Technically, fog is cloud at ground level. That is true, but it is not very useful. It does not explain why fog appears in a valley but not on the hillside directly above it, or why coastal fog can persist for a week when inland fog clears by mid-morning, or why some fog is remarkably dense and some barely reduces visibility at all. The definition hides the mechanisms, and the mechanisms are what matter.

What fog has in common with all cloud

All cloud and all fog consists of tiny water droplets or ice crystals suspended in air. For water vapour to condense into those droplets, two things need to happen: the air needs to be at or close to saturation, and there need to be small particles — dust, sea salt, combustion products — for the water to condense onto. These are condensation nuclei, and the air is almost never short of them.
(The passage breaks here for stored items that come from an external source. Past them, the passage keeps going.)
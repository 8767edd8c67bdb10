//! Kernel composition root.

pub mod interrupt;
pub mod runtime;
pub mod scheduler;

use crate::api::InterruptHandler;
use crate::kernel::interrupt::{InterruptError, InterruptVector, VectorTable};
use crate::kernel::runtime::Runtime;
use crate::kernel::scheduler::Scheduler;
use crate::sync::{InterruptLock, Mutex, Semaphore, SyncError};
use crate::time::Clock;
use alloc::sync::Arc;
use keel_port::PortLayer;

/// The kernel facade: one per porting-layer instance.
///
/// Owns the process-wide state (the interrupt vector table and the thread
/// registry) and hands out synchronization and interrupt resources through
/// fallible factories. No panic crosses this boundary; every factory
/// reports failure as a typed error.
pub struct Kernel<P: PortLayer> {
    port: Arc<P>,
    global: InterruptLock<P>,
    runtime: Arc<Runtime<P>>,
    clock: Clock<P>,
    vectors: Arc<VectorTable<P>>,
    scheduler: Scheduler<P>,
}

impl<P: PortLayer> Kernel<P> {
    /// Composes a kernel over `port`. The caller may keep its own clone of
    /// the `Arc`; the kernel neither needs nor assumes exclusive access.
    pub fn new(port: Arc<P>) -> Kernel<P> {
        let runtime = Arc::new(Runtime::new(Arc::clone(&port)));
        log::debug!("kernel up on port '{}'", P::NAME);
        Kernel {
            global: InterruptLock::new(Arc::clone(&port)),
            clock: Clock::new(Arc::clone(&port)),
            vectors: VectorTable::new(Arc::clone(&port)),
            scheduler: Scheduler::new(Arc::clone(&port), Arc::clone(&runtime)),
            runtime,
            port,
        }
    }

    pub fn scheduler(&self) -> &Scheduler<P> {
        &self.scheduler
    }

    pub fn runtime(&self) -> &Runtime<P> {
        &self.runtime
    }

    pub fn clock(&self) -> &Clock<P> {
        &self.clock
    }

    /// The global interrupt toggle.
    pub fn global_interrupt(&self) -> &InterruptLock<P> {
        &self.global
    }

    /// Creates a new mutex resource.
    pub fn create_mutex(&self) -> Result<Mutex<P>, SyncError> {
        Mutex::new(Arc::clone(&self.port))
    }

    /// Creates a new semaphore resource with `permits` initial permits.
    pub fn create_semaphore(&self, permits: u32) -> Result<Semaphore<P>, SyncError> {
        Semaphore::new(Arc::clone(&self.port), permits, false)
    }

    /// Creates a new semaphore resource, requesting FIFO permit granting
    /// under contention when `fair` is set.
    pub fn create_semaphore_fair(
        &self,
        permits: u32,
        fair: bool,
    ) -> Result<Semaphore<P>, SyncError> {
        Semaphore::new(Arc::clone(&self.port), permits, fair)
    }

    /// Claims an interrupt vector for `source` with `handler` registered on
    /// it. The vector comes back disabled.
    pub fn create_interrupt(
        &self,
        handler: impl InterruptHandler + 'static,
        source: u32,
    ) -> Result<InterruptVector<P>, InterruptError> {
        self.vectors.attach(Arc::new(handler), source)
    }
}
//! Fatal-path collaborator.

use alloc::sync::Arc;
use keel_port::{PortLayer, ProcessController};

/// Runtime control over the whole process image.
pub struct Runtime<P: PortLayer> {
    port: Arc<P>,
}

impl<P: PortLayer> Runtime<P> {
    pub(crate) fn new(port: Arc<P>) -> Runtime<P> {
        Runtime { port }
    }

    /// Ends the process with `status`. The one escalation path in the core:
    /// reserved for invariant violations the facade cannot survive.
    pub fn terminate(&self, status: i32) -> ! {
        log::error!("kernel terminating with status {}", status);
        self.port.terminate(status)
    }
}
Saturation occurs when the air temperature drops to the dew point — the temperature at which the air can no longer hold all its water vapour in gaseous form. The dew point depends on how much moisture is in the air to begin with. Humid maritime air in Britain often has a dew point within a few degrees of the actual air temperature, which is part of why fog is relatively common here.

The question, then, is what causes the air temperature to drop to the dew point — and this is where the three main fog types diverge.

Radiation fog: the valley floor special

Radiation fog forms on clear, calm nights when the ground loses heat rapidly by infrared radiation to the sky. As the ground cools, it cools the air directly above it. If the air cools to its dew point, fog forms — typically in a shallow layer, often only a few metres to a few tens of metres thick, concentrated in low-lying areas.

The topographic concentration happens for a straightforward reason. Cold air is denser than warm air and drains downhill under gravity — a process called katabatic flow. The coldest air accumulates in valley floors and hollows. This is why the hilltop above a fog-filled valley is often clear: the cold air has drained away and the temperature there remains above the dew point.

Radiation fog needs clear skies (cloud would trap the outgoing radiation and prevent the temperature drop), light winds (strong winds mix the air vertically and prevent the surface cooling from concentrating) and moist air. The British autumn is particularly prone to it: long nights, often calm anticyclonic conditions, and air that is still relatively humid from the summer.

It typically clears during the morning as the sun heats the ground and lifts the temperature above the dew point from the surface upward. The fog "burns off" — but what actually happens is that the droplets evaporate rather than burn. The phrase has stuck.

Advection fog: the sea fret

Advection fog forms when warm, moist air moves horizontally over a cooler surface. The surface chills the air from below until it reaches the dew point. Unlike radiation fog, it does not need calm conditions — it can form in moderate winds, which is part of why it is harder to forecast.

The most familiar British example is the sea fret: fog that forms over cold coastal waters and advects inland on a sea breeze. The North Sea coast of England is particularly prone to this in spring and early summer, when the sea surface temperature is still low from winter while the air moving onshore may be relatively warm. A sunny day in Leeds can be genuinely foggy in Whitby, with the same airmass involved in both.

Advection fog can be dense and persistent. Because it is continuously supplied by the movement of air from a source region (typically open sea), it does not simply evaporate once the sun rises. The fog can persist throughout the day if the wind continues to bring in air from the cold surface.

Upslope fog: altitude as a mechanism

Upslope fog is the least familiar of the three main types. It forms when moist air is forced uphill — by terrain — and cools adiabatically as it rises. If it cools to its dew point before reaching the top of the slope, it forms cloud or fog at and above that level.

In Britain, upslope fog is common on upland areas like the Pennines, the Welsh hills and the Scottish Highlands. What looks from below like a dramatic layer of cloud sitting on a hilltop is, from inside it, simply fog with reduced visibility and a tendency to deposit moisture on every horizontal surface — a process called occult deposition, which is considerably more significant for water input to upland ecosystems than is usually appreciated.

A note on freezing fog

Freezing fog deserves a brief mention because it behaves differently from ordinary fog in a way that matters practically. In freezing fog, the air temperature is at or below 0 Celsius, but the droplets remain liquid — supercooled water can remain liquid well below the freezing point if it lacks suitable ice nuclei. When these supercooled droplets contact a surface at or below freezing, they freeze on contact. This produces rime ice: a white, feathery deposit on any exposed surface. On aircraft it is extremely hazardous. On exposed vegetation it produces the spiky white coating that sometimes appears on winter mornings without any obvious precipitation having occurred.